╭─ DATA LISTING

//! Ticker Service
//!
//! Use cases behind the HTTP API: subscription changes, cache reads, token
//! rotation and operator stop. Each mutating call validates, persists, then
//! asks the session manager to reconcile.

use std::sync::Arc;

use chrono::{DateTime, Utc};
use rust_decimal::Decimal;
use serde::Serialize;

use crate::application::error::{ServiceError, SessionError};
use crate::application::ports::{CredentialRepository, SubscriptionRepository};
use crate::application::services::session::{SessionHandle, SessionSnapshot};
use crate::domain::credential::Credential;
use crate::domain::session::SessionState;
use crate::domain::subscription::{InstrumentToken, dedup_tokens};
use crate::domain::tick::{Depth, DepthLookupError, Tick, TickCache};
use crate::infrastructure::metrics;

// =============================================================================
// Views
// =============================================================================

/// Result of a subscribe call.
#[derive(Debug, Clone, PartialEq, Eq)]
pub enum SubscribeOutcome {
    /// Nothing was requested; the session was only ensured.
    NothingRequested,
    /// Tokens were persisted; carries the full persisted set.
    Subscribed(Vec<InstrumentToken>),
}

/// One row of the subscription listing.
#[derive(Debug, Clone, PartialEq, Eq, Serialize)]
pub struct SubscriptionView {
    /// Subscribed token.
    pub instrument_token: InstrumentToken,
    /// Exchange trading symbol.
    pub tradingsymbol: Option<String>,
    /// Instrument name.
    pub name: Option<String>,
    /// Exchange code.
    pub exchange: Option<String>,
    /// Last traded price.
    pub ltp: Option<Decimal>,
    /// Time of the last trade.
    pub tick_time: Option<DateTime<Utc>>,
    /// Best bid price.
    pub bid_price: Option<Decimal>,
    /// Quantity at the best bid.
    pub bid_quantity: Option<u64>,
    /// Volume at the best bid.
    pub bid_volume: Option<u64>,
    /// Orders at the best bid.
    pub bid_orders: Option<u32>,
    /// Best ask price.
    pub ask_price: Option<Decimal>,
    /// Quantity at the best ask.
    pub ask_quantity: Option<u64>,
    /// Volume at the best ask.
    pub ask_volume: Option<u64>,
    /// Orders at the best ask.
    pub ask_orders: Option<u32>,
}

/// Session and subscription summary.
#[derive(Debug, Clone, PartialEq, Eq)]
pub struct StatusView {
    /// Session snapshot.
    pub session: SessionSnapshot,
    /// Persisted subscription set.
    pub subscriptions: Vec<InstrumentToken>,
}

impl StatusView {
    /// Whether the ticker is connected.
    #[must_use]
    pub const fn connected(&self) -> bool {
        self.session.connected
    }
}

// =============================================================================
// Service
// =============================================================================

/// Subscription API use cases.
pub struct TickerService {
    session: SessionHandle,
    subscriptions: Arc<dyn SubscriptionRepository>,
    credentials: Arc<dyn CredentialRepository>,
    cache: Arc<TickCache>,
}

impl TickerService {
    /// Create the service.
    #[must_use]
    pub fn new(
        session: SessionHandle,
        subscriptions: Arc<dyn SubscriptionRepository>,
        credentials: Arc<dyn CredentialRepository>,
        cache: Arc<TickCache>,
    ) -> Self {
        Self {
            session,
            subscriptions,
            credentials,
            cache,
        }
    }

    /// Session handle, for callers that drive the session directly.
    #[must_use]
    pub const fn session(&self) -> &SessionHandle {
        &self.session
    }

    /// Shared tick cache.
    #[must_use]
    pub const fn cache(&self) -> &Arc<TickCache> {
        &self.cache
    }

    /// Load the stored credential and resume streaming if there is one.
    ///
    /// Returns whether a session was started.
    ///
    /// # Errors
    ///
    /// Returns an error if the credential cannot be loaded or the session
    /// manager is gone. A failed start is logged, not returned.
    pub async fn restore(&self) -> Result<bool, ServiceError> {
        let Some(credential) = self.credentials.latest().await? else {
            tracing::info!("No stored ticker credential, waiting for login");
            return Ok(false);
        };

        let usable = credential.is_usable();
        self.session.update_credential(credential).await?;
        if !usable {
            tracing::warn!("Stored ticker credential has no access token");
            return Ok(false);
        }

        match self.session.ensure_started().await {
            Ok(()) => Ok(true),
            Err(e) => {
                tracing::warn!(error = %e, "Failed to resume ticker at startup");
                Ok(false)
            }
        }
    }

    /// Persist tokens and restart the session so they are replayed.
    ///
    /// An empty request only makes sure a session exists; without a
    /// credential it succeeds and starts nothing.
    ///
    /// # Errors
    ///
    /// `Authentication` without a credential for a non-empty request,
    /// `Store` if persisting fails.
    pub async fn subscribe(
        &self,
        tokens: &[InstrumentToken],
    ) -> Result<SubscribeOutcome, ServiceError> {
        if tokens.is_empty() {
            let snapshot = self.session.status().await?;
            if snapshot.state == SessionState::Idle {
                match self.session.ensure_started().await {
                    Err(SessionError::NoCredential) => {
                        tracing::warn!("Empty subscribe without a credential, ticker not started");
                    }
                    other => other?,
                }
            }
            return Ok(SubscribeOutcome::NothingRequested);
        }

        self.require_credential().await?;

        let tokens = dedup_tokens(tokens);
        let mut added = 0usize;
        for token in &tokens {
            if self.subscriptions.add(*token).await? {
                added += 1;
            }
        }
        tracing::info!(requested = tokens.len(), added, "Subscriptions persisted");

        if let Err(e) = self.session.ensure_started().await {
            tracing::warn!(error = %e, "Subscriptions saved but ticker restart failed");
        }

        let subscribed = self.subscriptions.list().await?;
        metrics::set_subscriptions(subscribed.len());
        Ok(SubscribeOutcome::Subscribed(subscribed))
    }

    /// Remove tokens from the store and the live transport.
    ///
    /// # Errors
    ///
    /// `Validation` for an empty list, `Authentication` without a
    /// credential, `Store` if removing fails.
    pub async fn unsubscribe(
        &self,
        tokens: &[InstrumentToken],
    ) -> Result<Vec<InstrumentToken>, ServiceError> {
        if tokens.is_empty() {
            return Err(ServiceError::Validation(
                "tokens must be a non-empty array".to_string(),
            ));
        }

        self.require_credential().await?;

        let tokens = dedup_tokens(tokens);
        for token in &tokens {
            self.subscriptions.remove(*token).await?;
        }

        let sent = self.session.unsubscribe(tokens.clone()).await?;
        tracing::info!(count = tokens.len(), live = sent, "Unsubscribed");

        let subscribed = self.subscriptions.list().await?;
        metrics::set_subscriptions(subscribed.len());
        Ok(subscribed)
    }

    /// Latest cached tick.
    ///
    /// # Errors
    ///
    /// `NotFound` if no tick has arrived for the token.
    pub fn latest_tick(&self, token: InstrumentToken) -> Result<Tick, ServiceError> {
        self.cache.get(token).ok_or_else(|| {
            tracing::debug!(instrument_token = token, "Tick cache miss");
            ServiceError::NotFound(format!("No tick data for instrument {token}"))
        })
    }

    /// Depth of the latest cached tick.
    ///
    /// # Errors
    ///
    /// `NotFound` if there is no tick, or the tick has no depth.
    pub fn depth(&self, token: InstrumentToken) -> Result<Depth, ServiceError> {
        self.cache.depth(token).map_err(|e| {
            tracing::debug!(instrument_token = token, reason = %e, "Depth cache miss");
            match e {
                DepthLookupError::NoTick(_) => {
                    ServiceError::NotFound(format!("No tick data for instrument {token}"))
                }
                DepthLookupError::NoDepth(_) => {
                    ServiceError::NotFound(format!("No depth data for instrument {token}"))
                }
            }
        })
    }

    /// Persisted subscriptions enriched with reference data and cached
    /// prices. Missing data yields empty fields.
    ///
    /// # Errors
    ///
    /// `Store` if the listing query fails.
    pub async fn list_subscriptions(&self) -> Result<Vec<SubscriptionView>, ServiceError> {
        let rows = self.subscriptions.list_with_instruments().await?;

        Ok(rows
            .into_iter()
            .map(|row| {
                let tick = self.cache.get(row.instrument_token);
                let depth = tick.as_ref().and_then(|t| t.depth.as_ref());
                let bid = depth.and_then(Depth::best_bid);
                let ask = depth.and_then(Depth::best_ask);

                SubscriptionView {
                    instrument_token: row.instrument_token,
                    tradingsymbol: row.tradingsymbol,
                    name: row.name,
                    exchange: row.exchange,
                    ltp: tick.as_ref().map(|t| t.last_price),
                    tick_time: tick.as_ref().and_then(|t| t.last_trade_time),
                    bid_price: bid.map(|l| l.price),
                    bid_quantity: bid.map(|l| l.quantity),
                    bid_volume: bid.and_then(|l| l.volume),
                    bid_orders: bid.and_then(|l| l.orders),
                    ask_price: ask.map(|l| l.price),
                    ask_quantity: ask.map(|l| l.quantity),
                    ask_volume: ask.and_then(|l| l.volume),
                    ask_orders: ask.and_then(|l| l.orders),
                }
            })
            .collect())
    }

    /// Session state plus the persisted set.
    ///
    /// # Errors
    ///
    /// `Store` if the listing fails, `Unavailable` if the session manager is
    /// gone.
    pub async fn status(&self) -> Result<StatusView, ServiceError> {
        let session = self.session.status().await?;
        let subscriptions = self.subscriptions.list().await?;
        Ok(StatusView {
            session,
            subscriptions,
        })
    }

    /// Replace every stored credential, then restart the session.
    ///
    /// # Errors
    ///
    /// `Validation` without an access token, `Store` if persisting fails,
    /// `Transport`/`Authentication` if the restart fails.
    pub async fn set_access_token(
        &self,
        access_token: Option<String>,
        public_token: Option<String>,
    ) -> Result<(), ServiceError> {
        let credential = Self::credential_from(access_token, public_token)?;
        self.credentials.replace(&credential).await?;
        tracing::info!("Ticker credentials replaced");
        self.rotate(credential).await
    }

    /// Append a credential to the history, then restart the session.
    ///
    /// # Errors
    ///
    /// Same as [`Self::set_access_token`].
    pub async fn provide_access_token(
        &self,
        access_token: Option<String>,
        public_token: Option<String>,
    ) -> Result<(), ServiceError> {
        let credential = Self::credential_from(access_token, public_token)?;
        self.credentials.append(&credential).await?;
        tracing::info!("Ticker credential appended");
        self.rotate(credential).await
    }

    /// Operator stop.
    ///
    /// # Errors
    ///
    /// `Unavailable` if the session manager is gone.
    pub async fn disconnect(&self) -> Result<(), ServiceError> {
        self.session.stop(true).await?;
        Ok(())
    }

    fn credential_from(
        access_token: Option<String>,
        public_token: Option<String>,
    ) -> Result<Credential, ServiceError> {
        let credential = Credential::new(access_token, public_token);
        if credential.is_usable() {
            Ok(credential)
        } else {
            Err(ServiceError::Validation("access_token is required".to_string()))
        }
    }

    async fn rotate(&self, credential: Credential) -> Result<(), ServiceError> {
        self.session.update_credential(credential).await?;
        self.session.ensure_started().await?;
        Ok(())
    }

    async fn require_credential(&self) -> Result<(), ServiceError> {
        if self.session.status().await?.has_credential {
            Ok(())
        } else {
            Err(ServiceError::Authentication(
                "Access token not set. Please login first.".to_string(),
            ))
        }
    }
}

// =============================================================================
// Tests
// =============================================================================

╰─

**WHAT THE TASK ASKS**
In the material, find each line with the word "SessionError" and list it.

**SOLUTION TO THE EXERCISE**
use crate::application::error::{ServiceError, SessionError};
                    Err(SessionError::NoCredential) => {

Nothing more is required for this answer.